К вечеру тихого и теплого октябрьского дня, какие ни севернее, ни южнее Ростова не случаются, устроила Тасечка с детишками настоящий пир с жаренной картошкой и помидорами, да все во дворе, под той самой айвой, которая в октябре так ароматно пахнет, что любую терпкость ей простишь.
– Мне кажется, что мы уже домолились, – заметил «батюшка» Ванюшка, в обе щёки уплетая яблоко. – Теперь у нас всё есть к зиме. Значит, правильно сказали в монастыре, молиться надо с терпением.
– Выходит так, – ответила Тасечка, мирная и счастливая, но не дарами, а ответом, который, наконец, пришел от Господа. Ведь безответность молитвы горька не бедностью на подарки, а сиротством и чувством оставленности.
– И до кудова терпеть? – задумался Ванюшка.
– Похоже, что терпеть не всегда и приходится, – вмешался в разговор Илья, который многое переосмыслил за последнее время. – Хотели яблоню посадить, помолились и дал Бог. Потому что не боялись, что не даст. Это ж мелочь, яблоня всего лишь. Вот и верили легко.
– И что? – не понял маленький «богослов».
– А с едой так не получилось, страшно стало, – ответил Илья. – Вот и не помогла молитва из-за страха. Страх, он ведь веру ослабляет. И терпение. Получается, терпеть надо, пока не смиришься. Так, мам?
Татьяна не знала, может и так. Но знала она точно, что милостивый Господь слышит наши молитвы и подаёт всё в своё время. Если молитва, конечно, не прервалась от горечи, от обиды или страха.
Ведь прерываться ей нельзя. Должна она продолжаться и изменять человека, потому, что хоть и начинается молитва говореньем, но продолжается терпеньем, а венчается смиреньем. А там и плоды приносит. Каждому по вере. И слава Богу, что все так, а не иначе.
Чудо за пазухой
Что такое невезуха? Живёшь, вроде бы, как все, и худое, конечно, творишь, но и доброе. А мир поворачивается к тебе боком. И круче, чем к другим! И уже не боком выходит оно, а спиной. Как будто этот мир не твой, и живёшь ты чужую жизнь.
Так было и с Димычем, который уже до тридцати дожил, а всё никак не прилипала к нему белая полоса. Покажется, бывало, издалека, и исчезнет тут же. Димыч не боялся черных полос, но жить только в чёрном, или, в лучшие времена, в сером, казалось ему великой несправедливостью.
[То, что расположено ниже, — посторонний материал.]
#![allow(dead_code)]

use std::path::PathBuf;
use std::sync::Once;

use core_fusion::{
    load_fusion_config_from_env, DirectoryFetcher, FusionContext, SourceCatalog,
};

static INIT: Once = Once::new();

pub fn fixtures_dir() -> PathBuf {
    PathBuf::from(env!("CARGO_MANIFEST_DIR"))
        .join("tests")
        .join("fixtures")
}

pub fn ensure_test_config() {
    INIT.call_once(|| {
        let config_path = fixtures_dir().join("test_fusion_config.json");

        debug_assert!(
            config_path.exists(),
            "missing test fusion config at {}",
            config_path.display()
        );

        std::env::set_var("FUSION_CONFIG_PATH", &config_path);
    });
}

pub fn fixture_catalog() -> SourceCatalog {
    ensure_test_config();
    let (config, _) = load_fusion_config_from_env();
    config.sources().clone()
}

pub fn fixture_context(year: Option<u16>) -> FusionContext<DirectoryFetcher> {
    context_for(&fixture_catalog(), year)
}

pub fn context_for(catalog: &SourceCatalog, year: Option<u16>) -> FusionContext<DirectoryFetcher> {
    FusionContext::new(DirectoryFetcher::new(fixtures_dir()), catalog, year)
}

pub fn assert_close(actual: f64, expected: f64) {
    assert!(
        (actual - expected).abs() < 1e-9,
        "expected {expected}, got {actual}"
    );
}
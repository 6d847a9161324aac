//! Fetching and decoding of the raw datasets.
//!
//! Every loader fails softly: a source that cannot be fetched or decoded is
//! logged and replaced by an empty table (or an empty feature collection), so
//! one broken file never keeps the other sources from loading.

use std::collections::HashMap;
use std::future::Future;
use std::path::{Path, PathBuf};

use thiserror::Error;

use crate::config::{
    GridSource, PopulationSource, RoadAreaSource, RoadSource, SourceCatalog, TrafficSource,
    ValueSource,
};
use crate::features::FeatureCollection;
use crate::source_table::{
    population_table, road_area_table, traffic_table, value_table, CellTable, DelimitedTable,
    PopulationDetail, RoadAreaDetail, SourceTable, TrafficTable,
};

#[derive(Debug, Error)]
pub enum SourceError {
    #[error("failed to fetch source `{location}`: {source}")]
    Fetch {
        location: String,
        #[source]
        source: std::io::Error,
    },
    #[error("failed to parse delimited source `{location}`: {source}")]
    Parse {
        location: String,
        #[source]
        source: csv::Error,
    },
    #[error("failed to parse feature collection `{location}`: {source}")]
    Json {
        location: String,
        #[source]
        source: serde_json::Error,
    },
    #[error("unknown source location `{0}`")]
    NotFound(String),
}

/// The datasets the engine knows how to load.
#[derive(Debug, Clone, Copy, PartialEq, Eq, Hash)]
pub enum SourceKind {
    Grid,
    Roads,
    Population,
    Labor,
    Floor,
    RoadArea,
    Traffic,
}

impl SourceKind {
    pub fn as_str(self) -> &'static str {
        match self {
            SourceKind::Grid => "grid",
            SourceKind::Roads => "roads",
            SourceKind::Population => "population",
            SourceKind::Labor => "labor",
            SourceKind::Floor => "floor",
            SourceKind::RoadArea => "road_area",
            SourceKind::Traffic => "traffic",
        }
    }
}

/// Resolves a catalogue location to its text content.
pub trait SourceFetcher {
    fn fetch_text(
        &self,
        location: &str,
    ) -> impl Future<Output = Result<String, SourceError>> + Send;
}

/// Reads sources from files below a data root.
#[derive(Debug, Clone)]
pub struct DirectoryFetcher {
    root: PathBuf,
}

impl DirectoryFetcher {
    pub fn new(root: impl Into<PathBuf>) -> Self {
        Self { root: root.into() }
    }

    pub fn root(&self) -> &Path {
        &self.root
    }
}

impl SourceFetcher for DirectoryFetcher {
    async fn fetch_text(&self, location: &str) -> Result<String, SourceError> {
        let path = self.root.join(location);
        let bytes = tokio::fs::read(&path)
            .await
            .map_err(|source| SourceError::Fetch {
                location: location.to_string(),
                source,
            })?;
        // Invalid sequences become U+FFFD; ASCII key and value columns survive.
        Ok(String::from_utf8_lossy(&bytes).into_owned())
    }
}

/// Serves sources from memory; unknown locations fail with
/// [`SourceError::NotFound`].
#[derive(Debug, Clone, Default)]
pub struct InMemoryFetcher {
    sources: HashMap<String, String>,
}

impl InMemoryFetcher {
    pub fn new() -> Self {
        Self::default()
    }

    pub fn with(mut self, location: impl Into<String>, text: impl Into<String>) -> Self {
        self.insert(location, text);
        self
    }

    pub fn insert(&mut self, location: impl Into<String>, text: impl Into<String>) {
        self.sources.insert(location.into(), text.into());
    }
}

impl SourceFetcher for InMemoryFetcher {
    async fn fetch_text(&self, location: &str) -> Result<String, SourceError> {
        self.sources
            .get(location)
            .cloned()
            .ok_or_else(|| SourceError::NotFound(location.to_string()))
    }
}

/// Fetch and lex a delimited source without applying any join rules.
pub async fn fetch_delimited<F: SourceFetcher>(
    fetcher: &F,
    location: &str,
) -> Result<DelimitedTable, SourceError> {
    let text = fetcher.fetch_text(location).await?;
    DelimitedTable::parse(&text).map_err(|source| SourceError::Parse {
        location: location.to_string(),
        source,
    })
}

/// Fetch and decode a GeoJSON feature collection.
pub async fn fetch_collection<F: SourceFetcher>(
    fetcher: &F,
    location: &str,
) -> Result<FeatureCollection, SourceError> {
    let text = fetcher.fetch_text(location).await?;
    FeatureCollection::from_json_str(&text).map_err(|source| SourceError::Json {
        location: location.to_string(),
        source,
    })
}

async fn load_keyed<F, K, R>(
    fetcher: &F,
    kind: SourceKind,
    location: &str,
    build: impl FnOnce(&DelimitedTable) -> SourceTable<K, R>,
) -> SourceTable<K, R>
where
    F: SourceFetcher,
    K: Eq + std::hash::Hash,
{
    match fetch_delimited(fetcher, location).await {
        Ok(table) => {
            let keyed = build(&table);
            tracing::debug!(
                target: "planning::sources",
                source = kind.as_str(),
                location,
                rows = table.len(),
                keys = keyed.len(),
                "source_table.loaded"
            );
            keyed
        }
        Err(err) => {
            tracing::warn!(
                target: "planning::sources",
                source = kind.as_str(),
                location,
                error = %err,
                "source.load_failed"
            );
            SourceTable::empty()
        }
    }
}

async fn load_collection<F: SourceFetcher>(
    fetcher: &F,
    kind: SourceKind,
    location: &str,
) -> FeatureCollection {
    match fetch_collection(fetcher, location).await {
        Ok(collection) => {
            tracing::debug!(
                target: "planning::sources",
                source = kind.as_str(),
                location,
                features = collection.len(),
                "feature_collection.loaded"
            );
            collection
        }
        Err(err) => {
            tracing::warn!(
                target: "planning::sources",
                source = kind.as_str(),
                location,
                error = %err,
                "source.load_failed"
            );
            FeatureCollection::default()
        }
    }
}

pub async fn load_population<F: SourceFetcher>(
    fetcher: &F,
    source: &PopulationSource,
) -> CellTable<PopulationDetail> {
    load_keyed(fetcher, SourceKind::Population, &source.location, |table| {
        population_table(table, source)
    })
    .await
}

pub async fn load_labor<F: SourceFetcher>(fetcher: &F, source: &ValueSource) -> CellTable<f64> {
    load_keyed(fetcher, SourceKind::Labor, &source.location, |table| {
        value_table(table, source)
    })
    .await
}

pub async fn load_floor<F: SourceFetcher>(fetcher: &F, source: &ValueSource) -> CellTable<f64> {
    load_keyed(fetcher, SourceKind::Floor, &source.location, |table| {
        value_table(table, source)
    })
    .await
}

pub async fn load_road_area<F: SourceFetcher>(
    fetcher: &F,
    source: &RoadAreaSource,
) -> CellTable<RoadAreaDetail> {
    load_keyed(fetcher, SourceKind::RoadArea, &source.location, |table| {
        road_area_table(table, source)
    })
    .await
}

pub async fn load_traffic<F: SourceFetcher>(fetcher: &F, source: &TrafficSource) -> TrafficTable {
    load_keyed(fetcher, SourceKind::Traffic, &source.location, |table| {
        traffic_table(table, source)
    })
    .await
}

pub async fn load_grid<F: SourceFetcher>(fetcher: &F, source: &GridSource) -> FeatureCollection {
    load_collection(fetcher, SourceKind::Grid, &source.location).await
}

pub async fn load_roads<F: SourceFetcher>(fetcher: &F, source: &RoadSource) -> FeatureCollection {
    load_collection(fetcher, SourceKind::Roads, &source.location).await
}

/// The grid-keyed sources joined by the fuser.
#[derive(Debug, Clone, Default)]
pub struct BaseSources {
    pub population: CellTable<PopulationDetail>,
    pub labor: CellTable<f64>,
    pub floor: CellTable<f64>,
    pub road_area: CellTable<RoadAreaDetail>,
}

/// Load every grid-keyed source concurrently. Returns once all have settled;
/// failed sources come back empty.
pub async fn load_base_sources<F: SourceFetcher>(
    fetcher: &F,
    catalog: &SourceCatalog,
) -> BaseSources {
    let (population, labor, floor, road_area) = tokio::join!(
        load_population(fetcher, &catalog.population),
        load_labor(fetcher, &catalog.labor),
        load_floor(fetcher, &catalog.floor),
        load_road_area(fetcher, &catalog.road_area),
    );
    BaseSources {
        population,
        labor,
        floor,
        road_area,
    }
}

#[cfg(test)]
mod tests {
    use super::*;

    fn catalog() -> SourceCatalog {
        let mut catalog = SourceCatalog::default();
        catalog.population.location = "population.csv".to_string();
        catalog.labor.location = "labor.csv".to_string();
        catalog.floor.location = "floor.csv".to_string();
        catalog.road_area.location = "road_area.csv".to_string();
        catalog.traffic.location = "traffic.csv".to_string();
        catalog.grid.location = "grid.geojson".to_string();
        catalog
    }

    #[tokio::test]
    async fn missing_source_leaves_others_intact() {
        let fetcher = InMemoryFetcher::new()
            .with(
                "population.csv",
                "KEY_CODE,T001101001,T001101004,T001101010,T001101019\nA,100,10,60,30\n",
            )
            .with("labor.csv", "KEY_CODE,labor_count\nA,40\n")
            .with("road_area.csv", "KEY_CODE,road_area_total\nA,900\n");

        let sources = load_base_sources(&fetcher, &catalog()).await;
        assert_eq!(sources.population.get("A").map(|p| p.total), Some(100.0));
        assert_eq!(sources.labor.get("A"), Some(&40.0));
        assert!(sources.floor.is_empty());
        assert_eq!(sources.road_area.get("A").map(|r| r.total), Some(900.0));
    }

    #[tokio::test]
    async fn undecodable_collection_is_empty() {
        let fetcher = InMemoryFetcher::new().with("grid.geojson", "{ not json");
        let grid = load_grid(&fetcher, &catalog().grid).await;
        assert!(grid.is_empty());
    }

    #[tokio::test]
    async fn strict_fetch_reports_the_location() {
        let fetcher = InMemoryFetcher::new();
        let err = fetch_delimited(&fetcher, "nowhere.csv")
            .await
            .expect_err("unknown location");
        assert!(matches!(err, SourceError::NotFound(ref location) if location == "nowhere.csv"));
    }

    #[tokio::test]
    async fn directory_source_with_invalid_utf8_still_loads() {
        let root = std::env::temp_dir().join(format!("core_fusion_loader_{}", std::process::id()));
        tokio::fs::create_dir_all(&root).await.unwrap();
        let mut contents = b"KEY_CODE,T001101001,".to_vec();
        contents.extend_from_slice(&[0x90, 0x6c, 0x8c, 0xfb]);
        contents.extend_from_slice(b"\nA,100,1\n");
        tokio::fs::write(root.join("population.csv"), contents).await.unwrap();

        let fetcher = DirectoryFetcher::new(&root);
        let population = load_population(&fetcher, &catalog().population).await;
        tokio::fs::remove_dir_all(&root).await.unwrap();

        assert_eq!(population.len(), 1);
        assert_eq!(population.get("A").map(|p| p.total), Some(100.0));
    }

    #[tokio::test]
    async fn missing_directory_source_is_empty() {
        let fetcher = DirectoryFetcher::new(std::env::temp_dir().join("core_fusion_no_such_root"));
        let floor = load_floor(&fetcher, &catalog().floor).await;
        assert!(floor.is_empty());
    }

    #[tokio::test]
    async fn traffic_loads_by_link() {
        let fetcher = InMemoryFetcher::new()
            .with("traffic.csv", "linkid,koutuuryou_am,koutuuryou_pm\nL1,70,50\n");
        let traffic = load_traffic(&fetcher, &catalog().traffic).await;
        assert_eq!(traffic.get("L1"), Some(&120.0));
    }
}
От того, видимо, с юности Димыч был нервным, всё вокруг него сыпалось да рушилось. Шагу без невезенья не ступить. При том, слава Богу, руки-ноги целы, как говорится, да и голова на месте. А вот, как лбом в стену.
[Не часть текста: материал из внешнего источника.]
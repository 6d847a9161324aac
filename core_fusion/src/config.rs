//! Source catalogue and report settings.
//!
//! Loaded from `fusion_config.json` with support for an environment variable
//! override (`FUSION_CONFIG_PATH`).

use std::{
    env, fs, io,
    path::{Path, PathBuf},
    sync::Arc,
};

use serde::{Deserialize, Serialize};
use thiserror::Error;

pub const BUILTIN_FUSION_CONFIG: &str = include_str!("data/fusion_config.json");

const YEAR_PLACEHOLDER: &str = "{year}";

#[derive(Debug, Clone, Default, Deserialize)]
#[serde(default)]
pub struct FusionConfig {
    sources: SourceCatalog,
    report: ReportConfig,
}

impl FusionConfig {
    pub fn new(sources: SourceCatalog, report: ReportConfig) -> Self {
        Self { sources, report }
    }

    pub fn builtin() -> Arc<Self> {
        Arc::new(
            serde_json::from_str(BUILTIN_FUSION_CONFIG)
                .expect("builtin fusion config should parse"),
        )
    }

    pub fn from_json_str(json: &str) -> Result<Self, serde_json::Error> {
        serde_json::from_str(json)
    }

    pub fn from_file(path: &Path) -> Result<Self, FusionConfigError> {
        let contents = fs::read_to_string(path).map_err(|source| FusionConfigError::ReadFailed {
            path: path.to_path_buf(),
            source,
        })?;
        let config = FusionConfig::from_json_str(&contents)?;
        Ok(config)
    }

    pub fn sources(&self) -> &SourceCatalog {
        &self.sources
    }

    pub fn report(&self) -> &ReportConfig {
        &self.report
    }
}

#[derive(Debug, Error)]
pub enum FusionConfigError {
    #[error("failed to parse fusion config: {0}")]
    Parse(#[from] serde_json::Error),
    #[error("failed to read fusion config from {path:?}: {source}")]
    ReadFailed {
        path: PathBuf,
        #[source]
        source: io::Error,
    },
}

/// Where each dataset lives and which columns carry its key and values.
///
/// Locations may contain `{year}`, substituted by [`SourceCatalog::resolve`].
#[derive(Debug, Clone, PartialEq, Serialize, Deserialize)]
#[serde(default)]
pub struct SourceCatalog {
    pub default_year: Option<u16>,
    pub grid: GridSource,
    pub roads: RoadSource,
    pub population: PopulationSource,
    pub labor: ValueSource,
    pub floor: ValueSource,
    pub road_area: RoadAreaSource,
    pub traffic: TrafficSource,
}

impl Default for SourceCatalog {
    fn default() -> Self {
        Self {
            default_year: None,
            grid: GridSource {
                location: "data/grid/messyude-ta001.geojson".to_string(),
                key_property: default_key_column(),
            },
            roads: RoadSource {
                location: "data/roads/hirosima/roads.geojson".to_string(),
                link_property: default_link_column(),
                cells_property: default_cells_property(),
            },
            population: PopulationSource {
                location: "data/statistical/tblT001101H34.csv".to_string(),
                key_column: default_key_column(),
                total_column: default_population_total(),
                pop_0_14_column: default_population_0_14(),
                pop_15_64_column: default_population_15_64(),
                pop_65_over_column: default_population_65_over(),
            },
            labor: ValueSource {
                location: "data/labor/hirosima/labor.csv".to_string(),
                key_column: default_key_column(),
                value_column: "labor_count".to_string(),
            },
            floor: ValueSource {
                location: "data/yukamenseki/hirosima/yukamenseki_hirosima.csv".to_string(),
                key_column: default_key_column(),
                value_column: "total_floor_area".to_string(),
            },
            road_area: RoadAreaSource {
                location: "data/road_area/hirosima/road_area.csv".to_string(),
                key_column: default_key_column(),
                total_column: default_road_area_total(),
                nat_column: default_road_area_nat(),
                pref_column: default_road_area_pref(),
                muni_column: default_road_area_muni(),
                other_column: default_road_area_other(),
            },
            traffic: TrafficSource {
                location: "data/traffic/hirosima/traffic.csv".to_string(),
                link_column: default_link_column(),
                volume_prefix: default_volume_prefix(),
            },
        }
    }
}

impl SourceCatalog {
    /// Substitute the statistical year into every location template.
    ///
    /// `year` falls back to `default_year`; without either, templates are left
    /// untouched and the affected sources simply fail to load.
    pub fn resolve(&self, year: Option<u16>) -> SourceCatalog {
        let year = year.or(self.default_year);
        let mut resolved = self.clone();
        resolved.default_year = year;
        for location in [
            &mut resolved.grid.location,
            &mut resolved.roads.location,
            &mut resolved.population.location,
            &mut resolved.labor.location,
            &mut resolved.floor.location,
            &mut resolved.road_area.location,
            &mut resolved.traffic.location,
        ] {
            *location = resolve_location(location, year);
        }
        resolved
    }
}

fn resolve_location(template: &str, year: Option<u16>) -> String {
    match year {
        Some(year) => template.replace(YEAR_PLACEHOLDER, &year.to_string()),
        None => template.to_string(),
    }
}

#[derive(Debug, Clone, PartialEq, Serialize, Deserialize)]
pub struct GridSource {
    pub location: String,
    #[serde(default = "default_key_column")]
    pub key_property: String,
}

#[derive(Debug, Clone, PartialEq, Serialize, Deserialize)]
pub struct RoadSource {
    pub location: String,
    #[serde(default = "default_link_column")]
    pub link_property: String,
    #[serde(default = "default_cells_property")]
    pub cells_property: String,
}

#[derive(Debug, Clone, PartialEq, Serialize, Deserialize)]
pub struct PopulationSource {
    pub location: String,
    #[serde(default = "default_key_column")]
    pub key_column: String,
    #[serde(default = "default_population_total")]
    pub total_column: String,
    #[serde(default = "default_population_0_14")]
    pub pop_0_14_column: String,
    #[serde(default = "default_population_15_64")]
    pub pop_15_64_column: String,
    #[serde(default = "default_population_65_over")]
    pub pop_65_over_column: String,
}

/// A grid-keyed source with a single value column (labour, floor area).
#[derive(Debug, Clone, PartialEq, Serialize, Deserialize)]
pub struct ValueSource {
    pub location: String,
    #[serde(default = "default_key_column")]
    pub key_column: String,
    pub value_column: String,
}

#[derive(Debug, Clone, PartialEq, Serialize, Deserialize)]
pub struct RoadAreaSource {
    pub location: String,
    #[serde(default = "default_key_column")]
    pub key_column: String,
    #[serde(default = "default_road_area_total")]
    pub total_column: String,
    #[serde(default = "default_road_area_nat")]
    pub nat_column: String,
    #[serde(default = "default_road_area_pref")]
    pub pref_column: String,
    #[serde(default = "default_road_area_muni")]
    pub muni_column: String,
    #[serde(default = "default_road_area_other")]
    pub other_column: String,
}

/// Traffic counts keyed by link; every column starting with `volume_prefix`
/// is one time band.
#[derive(Debug, Clone, PartialEq, Serialize, Deserialize)]
pub struct TrafficSource {
    pub location: String,
    #[serde(default = "default_link_column")]
    pub link_column: String,
    #[serde(default = "default_volume_prefix")]
    pub volume_prefix: String,
}

fn default_key_column() -> String {
    "KEY_CODE".to_string()
}

fn default_link_column() -> String {
    "linkid".to_string()
}

fn default_cells_property() -> String {
    "kye_code".to_string()
}

fn default_population_total() -> String {
    "T001101001".to_string()
}

fn default_population_0_14() -> String {
    "T001101004".to_string()
}

fn default_population_15_64() -> String {
    "T001101010".to_string()
}

fn default_population_65_over() -> String {
    "T001101019".to_string()
}

fn default_road_area_total() -> String {
    "road_area_total".to_string()
}

fn default_road_area_nat() -> String {
    "road_area_nat".to_string()
}

fn default_road_area_pref() -> String {
    "road_area_pref".to_string()
}

fn default_road_area_muni() -> String {
    "road_area_muni".to_string()
}

fn default_road_area_other() -> String {
    "road_area_other".to_string()
}

fn default_volume_prefix() -> String {
    "koutuuryou".to_string()
}

#[derive(Debug, Clone, Deserialize)]
#[serde(default)]
pub struct ReportConfig {
    default_limit: usize,
    max_limit: usize,
}

impl ReportConfig {
    pub fn new(default_limit: usize, max_limit: usize) -> Self {
        Self {
            default_limit,
            max_limit,
        }
    }

    pub fn default_limit(&self) -> usize {
        self.default_limit.clamp(1, self.max_limit())
    }

    pub fn max_limit(&self) -> usize {
        self.max_limit.max(1)
    }

    /// Clamp a requested row count into `[1, max_limit]`.
    pub fn clamp_limit(&self, requested: Option<usize>) -> usize {
        requested
            .unwrap_or_else(|| self.default_limit())
            .clamp(1, self.max_limit())
    }
}

impl Default for ReportConfig {
    fn default() -> Self {
        Self {
            default_limit: 20,
            max_limit: 100,
        }
    }
}

#[derive(Debug, Clone)]
pub struct FusionConfigMetadata {
    path: Option<PathBuf>,
}

impl FusionConfigMetadata {
    pub fn new(path: Option<PathBuf>) -> Self {
        Self { path }
    }

    pub fn path(&self) -> Option<&PathBuf> {
        self.path.as_ref()
    }
}

pub fn load_fusion_config_from_env() -> (Arc<FusionConfig>, FusionConfigMetadata) {
    let override_path = env::var("FUSION_CONFIG_PATH").ok().map(PathBuf::from);
    let default_path =
        PathBuf::from(env!("CARGO_MANIFEST_DIR")).join("src/data/fusion_config.json");

    let candidates: Vec<PathBuf> = match override_path {
        Some(ref path) => vec![path.clone()],
        None => vec![default_path.clone()],
    };

    for path in candidates {
        match FusionConfig::from_file(&path) {
            Ok(config) => {
                tracing::info!(
                    target: "planning::config",
                    path = %path.display(),
                    "fusion_config.loaded=file"
                );
                return (Arc::new(config), FusionConfigMetadata::new(Some(path)));
            }
            Err(err) => {
                tracing::warn!(
                    target: "planning::config",
                    path = %path.display(),
                    error = %err,
                    "fusion_config.load_failed"
                );
            }
        }
    }

    let config = FusionConfig::builtin();
    tracing::info!(target: "planning::config", "fusion_config.loaded=builtin");
    (config, FusionConfigMetadata::new(None))
}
Уж столько всего думал-передумал невезучий Димыч. А всё в пустую. А потому взялся искать правды на стороне и в своё время пришёл в церковь, хоть и не напрямую, а издалека – нанялся полы кафельные положить. Ну и присмотреться заодно, есть ли здесь какой наставник, батюшка премудрый – священники ведь хорошо образованные, или старец опытный. В общем, есть же кто-то, кто может научить истине?
Но Димыч быстро разочаровался и как-то безысходно иссяк, устал. Не физически – парень он был жилистый и к работе привыкший с детства. Устал он морально: в помощники ему дали Алексея Максимыча – бывшего учителя начальных классов, вышедшего на пенсию и заскучавшего без дела. Это ж какому мужику в голову придёт преподавать первоклашкам? А Алексею Максимычу пришло.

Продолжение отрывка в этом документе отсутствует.